■ Task prompt
Keep only the lines of the data below that contain "FromStr", and copy them.
------------------------------------
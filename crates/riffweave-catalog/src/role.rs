//! Harmonic roles that name each catalog.

use serde::{Deserialize, Serialize};
use std::fmt;
use std::str::FromStr;

use crate::error::CatalogError;

/// The harmonic function a catalog's cells belong to.
///
/// Base roles are authored directly. Sibling roles are the same material
/// pre-transposed so that chaining can match pitch classes in the local
/// frame of a slot; they may be authored or derived from their base.
#[derive(Debug, Clone, Copy, PartialEq, Eq, Hash, PartialOrd, Ord, Serialize, Deserialize)]
#[serde(rename_all = "snake_case")]
pub enum CellRole {
    Sus4,
    Major,
    Two,
    MajorResolution,
    MinorB,
    MinorC,
    Turnaround,
    RhythmCadence,
    PreBiii,
    Biii,
    BaseBiii,
    LongBiii,
    LongBaseBiii,
    Sus4Up2,
    Sus4Down2,
    Sus4Up5,
    Sus4Down5,
    Sus4Down4,
    MajorUp5,
    TwoDown2,
    MinorCDown2,
    MajorResolutionDown5,
    BaseMajorResolutionDown5,
}

impl CellRole {
    /// Every role, base roles first.
    pub const ALL: [CellRole; 23] = [
        CellRole::Sus4,
        CellRole::Major,
        CellRole::Two,
        CellRole::MajorResolution,
        CellRole::MinorB,
        CellRole::MinorC,
        CellRole::Turnaround,
        CellRole::RhythmCadence,
        CellRole::PreBiii,
        CellRole::Biii,
        CellRole::BaseBiii,
        CellRole::LongBiii,
        CellRole::LongBaseBiii,
        CellRole::Sus4Up2,
        CellRole::Sus4Down2,
        CellRole::Sus4Up5,
        CellRole::Sus4Down5,
        CellRole::Sus4Down4,
        CellRole::MajorUp5,
        CellRole::TwoDown2,
        CellRole::MinorCDown2,
        CellRole::MajorResolutionDown5,
        CellRole::BaseMajorResolutionDown5,
    ];

    /// Name used in catalog files.
    pub fn name(self) -> &'static str {
        match self {
            CellRole::Sus4 => "sus4",
            CellRole::Major => "major",
            CellRole::Two => "two",
            CellRole::MajorResolution => "major_resolution",
            CellRole::MinorB => "minor_b",
            CellRole::MinorC => "minor_c",
            CellRole::Turnaround => "turnaround",
            CellRole::RhythmCadence => "rhythm_cadence",
            CellRole::PreBiii => "pre_biii",
            CellRole::Biii => "biii",
            CellRole::BaseBiii => "base_biii",
            CellRole::LongBiii => "long_biii",
            CellRole::LongBaseBiii => "long_base_biii",
            CellRole::Sus4Up2 => "sus4_up2",
            CellRole::Sus4Down2 => "sus4_down2",
            CellRole::Sus4Up5 => "sus4_up5",
            CellRole::Sus4Down5 => "sus4_down5",
            CellRole::Sus4Down4 => "sus4_down4",
            CellRole::MajorUp5 => "major_up5",
            CellRole::TwoDown2 => "two_down2",
            CellRole::MinorCDown2 => "minor_c_down2",
            CellRole::MajorResolutionDown5 => "major_resolution_down5",
            CellRole::BaseMajorResolutionDown5 => "base_major_resolution_down5",
        }
    }

    /// For sibling roles, the base role and the semitone shift that derives
    /// this role's cells from it.
    ///
    /// # Examples
    /// ```
    /// use riffweave_catalog::CellRole;
    ///
    /// assert_eq!(CellRole::Sus4Up5.derivation(), Some((CellRole::Sus4, 7)));
    /// assert_eq!(CellRole::Sus4Down4.derivation(), Some((CellRole::Sus4, -5)));
    /// assert_eq!(CellRole::Sus4.derivation(), None);
    /// ```
    pub fn derivation(self) -> Option<(CellRole, i32)> {
        let derived = match self {
            CellRole::Sus4Up2 => (CellRole::Sus4, 2),
            CellRole::Sus4Down2 => (CellRole::Sus4, -2),
            CellRole::Sus4Up5 => (CellRole::Sus4, 7),
            CellRole::Sus4Down5 => (CellRole::Sus4, -7),
            CellRole::Sus4Down4 => (CellRole::Sus4, -5),
            CellRole::MajorUp5 => (CellRole::Major, 7),
            CellRole::TwoDown2 => (CellRole::Two, -2),
            CellRole::MinorCDown2 => (CellRole::MinorC, -2),
            CellRole::MajorResolutionDown5 => (CellRole::MajorResolution, -7),
            CellRole::BaseMajorResolutionDown5 => (CellRole::MajorResolution, -7),
            _ => return None,
        };
        Some(derived)
    }

    /// True for roles that are authored rather than derived.
    pub fn is_base(self) -> bool {
        self.derivation().is_none()
    }
}

impl fmt::Display for CellRole {
    fn fmt(&self, f: &mut fmt::Formatter<'_>) -> fmt::Result {
        f.write_str(self.name())
    }
}

impl FromStr for CellRole {
    type Err = CatalogError;

    fn from_str(s: &str) -> Result<Self, Self::Err> {
        CellRole::ALL
            .iter()
            .copied()
            .find(|role| role.name() == s)
            .ok_or_else(|| CatalogError::UnknownRole(s.to_string()))
    }
}

#[cfg(test)]
mod tests {
    use super::*;

    #[test]
    fn test_names_parse_back() {
        for role in CellRole::ALL {
            assert_eq!(role.name().parse::<CellRole>().unwrap(), role);
        }
    }

    #[test]
    fn test_serde_name_matches_name() {
        for role in CellRole::ALL {
            let json = serde_json::to_string(&role).unwrap();
            assert_eq!(json, format!("\"{}\"", role.name()));
        }
    }

    #[test]
    fn test_siblings_derive_from_base_roles() {
        for role in CellRole::ALL {
            if let Some((base, _)) = role.derivation() {
                assert!(base.is_base(), "{} derives from non-base {}", role, base);
            }
        }
    }

    #[test]
    fn test_unknown_role() {
        let err = "sus5".parse::<CellRole>().unwrap_err();
        assert!(matches!(err, CatalogError::UnknownRole(ref s) if s == "sus5"));
    }
}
------------------------------------
■ Reply
use std::str::FromStr;
impl FromStr for CellRole {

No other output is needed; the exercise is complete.